Below is the second application essay that I wrote to get into the Yale School of Management to pursue my MBA. See the first one here.
Topic:What motivates you to apply to the Yale School of Management for your MBA? What will you contribute to Yale and Yale SOM?
I hope to contribute diversity and initiative to the Yale community. I grew up in a cramped two-bed, one-bath living space in my parents’ rundown Las Vegas motel frequented by drug addicts, prostitutes, and police. I remember as a six-year old walking in flip-flops along my “neighborhood” sidewalk trying to avoid shattered glass from broken beer bottles. After volunteering at a local emergency department, I was inspired to become a physician. I became intrigued with combined baccalaureate/MD programs that offered high school students a guaranteed spot in medical school. However, these programs had an average acceptance rate of 5% and SAT score of 2250. After receiving a 1760 on a practice SAT, countless hours studying combined with some test-day luck helped me achieve a perfect 2400. But my reluctance to share the upbringing I had been ashamed of as a child led to sub- par applications that didn’t truly convey my personal story. Despite multiple rejections, my acceptance into the USC Bacc/MD program made the other disheartening envelopes disappear. No longer embarrassed, I now hope to share my background with Yale classmates.
In college, I took initiative to write an SAT prep book. Unfortunately, most publishers dismissed my book proposal with one stating “I didn’t find Shaan’s writing or persona particularly engaging – he’s not a great writer.” After losing hope for a book deal, I decided to leverage my material and use extra scholarship money I had saved as initial capital to launch 2400 Expert SAT Prep. The 376-point average score improvement in the pilot class confirmed my “easy-to-read” text resonated well with students. When McGraw-Hill saw what I was building, the acquisitions editor offered me a book deal. Ironically, what I had originally wanted didn’t become a reality until I took initiative elsewhere. I plan to take similar initiative at Yale by assuming leadership roles and creating new student organizations.
In medical school, I continued to take initiative by developing an online SAT course. But there was one central challenge: McGraw-Hill now owned the copyright to my material. While most online test prep providers said “it won’t be possible to use that material in online SAT prep,” Yale alumni Chad Troutwine and Markus Moberg used their business acumen to secure a creative licensing deal with McGraw-Hill that packaged my book with every Veritas Prep online course.
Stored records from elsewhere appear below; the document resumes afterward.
//! Formula correctness and input validation for every shape.
use std::f64::consts::PI;

use geometry_toolbox::formulas::{
    circle_area, circle_perimeter, rectangle_area, rectangle_perimeter, rhombus_area,
    rhombus_perimeter, square_area, square_perimeter, triangle_area, triangle_perimeter,
    GeometryError,
};

fn assert_close(label: &str, actual: f64, expected: f64, tol: f64) {
    let diff = (actual - expected).abs();
    assert!(
        diff <= tol,
        "{label} expected {expected:.10} got {actual:.10} (diff {diff:e})"
    );
}

fn assert_invalid(result: Result<f64, GeometryError>, parameter: &str) {
    match result {
        Err(GeometryError::InvalidGeometry { parameter: p, .. }) => assert_eq!(p, parameter),
        Ok(v) => panic!("expected InvalidGeometry for {parameter}, got {v}"),
    }
}

#[test]
fn square_formulas() {
    assert_eq!(square_area(4.0).unwrap(), 16.0);
    assert_eq!(square_perimeter(4.0).unwrap(), 16.0);
    assert_eq!(square_area(2.5).unwrap(), 6.25);
    assert_eq!(square_area(0.0).unwrap(), 0.0);
    assert_invalid(square_area(-1.0), "side length");
    assert_invalid(square_perimeter(-0.5), "side length");
}

#[test]
fn circle_formulas() {
    assert_eq!(circle_area(1.0).unwrap(), PI);
    assert_close("area r=2", circle_area(2.0).unwrap(), 4.0 * PI, 1e-12);
    assert_close("circumference r=2", circle_perimeter(2.0).unwrap(), 4.0 * PI, 1e-12);
    assert_eq!(circle_area(0.0).unwrap(), 0.0);
    assert_invalid(circle_area(-1.0), "radius");
    assert_invalid(circle_perimeter(-1.0), "radius");
}

#[test]
fn triangle_formulas() {
    assert_eq!(triangle_area(4.0, 3.0).unwrap(), 6.0);
    assert_eq!(triangle_area(3.5, 2.0).unwrap(), 3.5);
    assert_eq!(triangle_area(0.0, 5.0).unwrap(), 0.0);
    assert_eq!(triangle_perimeter(3.0, 4.0, 5.0).unwrap(), 12.0);
    assert_invalid(triangle_area(-1.0, 5.0), "base");
    assert_invalid(triangle_area(5.0, -1.0), "height");
    assert_invalid(triangle_perimeter(3.0, -4.0, 5.0), "side 2");
    assert_invalid(triangle_perimeter(3.0, 4.0, -5.0), "side 3");
}

#[test]
fn rectangle_formulas() {
    assert_eq!(rectangle_area(4.0, 5.0).unwrap(), 20.0);
    assert_eq!(rectangle_area(2.5, 4.0).unwrap(), 10.0);
    assert_eq!(rectangle_perimeter(4.0, 5.0).unwrap(), 18.0);
    assert_eq!(rectangle_area(5.0, 0.0).unwrap(), 0.0);
    assert_invalid(rectangle_area(-1.0, 5.0), "length");
    assert_invalid(rectangle_perimeter(5.0, -1.0), "width");
}

#[test]
fn rhombus_formulas() {
    assert_close("right angle", rhombus_area(4.0, 90.0).unwrap(), 16.0, 1e-12);
    assert_close("30 degrees", rhombus_area(2.0, 30.0).unwrap(), 2.0, 1e-12);
    assert!(rhombus_area(4.0, 0.0001).unwrap() > 0.0);
    assert_eq!(rhombus_perimeter(4.0).unwrap(), 16.0);
    assert_invalid(rhombus_area(-4.0, 45.0), "side length");
    assert_invalid(rhombus_perimeter(-4.0), "side length");
}

#[test]
fn rhombus_angle_bounds() {
    assert_invalid(rhombus_area(4.0, 0.0), "angle");
    assert_invalid(rhombus_area(4.0, -30.0), "angle");
    assert_invalid(rhombus_area(4.0, 90.0001), "angle");
    assert_invalid(rhombus_area(4.0, 120.0), "angle");
    assert!(rhombus_area(4.0, 90.0).is_ok());
}

#[test]
fn non_finite_inputs_are_invalid() {
    assert_invalid(square_area(f64::NAN), "side length");
    assert_invalid(circle_perimeter(f64::INFINITY), "radius");
    assert_invalid(rectangle_area(1.0, f64::NEG_INFINITY), "width");
    assert_invalid(rhombus_area(1.0, f64::NAN), "angle");
}

#[test]
fn results_are_non_negative_for_valid_inputs() {
    let lengths = [0.0, 0.001, 1.0, 7.25, 1e6];
    for &a in &lengths {
        for &b in &lengths {
            assert!(square_area(a).unwrap() >= 0.0);
            assert!(square_perimeter(a).unwrap() >= 0.0);
            assert!(circle_area(a).unwrap() >= 0.0);
            assert!(circle_perimeter(a).unwrap() >= 0.0);
            assert!(triangle_area(a, b).unwrap() >= 0.0);
            assert!(triangle_perimeter(a, b, a).unwrap() >= 0.0);
            assert!(rectangle_area(a, b).unwrap() >= 0.0);
            assert!(rectangle_perimeter(a, b).unwrap() >= 0.0);
            assert!(rhombus_area(a, 45.0).unwrap() >= 0.0);
            assert!(rhombus_perimeter(b).unwrap() >= 0.0);
        }
    }
}

#[test]
fn error_message_names_the_parameter() {
    let err = square_area(-1.0).unwrap_err();
    assert_eq!(err.to_string(), "invalid side length -1: cannot be negative");
    let err = rhombus_area(1.0, 95.0).unwrap_err();
    assert!(err.to_string().contains("at most 90 degrees"), "{err}");
}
Similarly, I plan to enhance Yale’s academic community by creating meaningful partnership opportunities for students. For example, I’d like to help Yale medical students learn the business of health care through a lecture series in which Yale MBA students present topics such as hospital operations and physician leadership. I hope cross-campus collaborations such as this will enrich the greater Yale community beyond Evans Hall.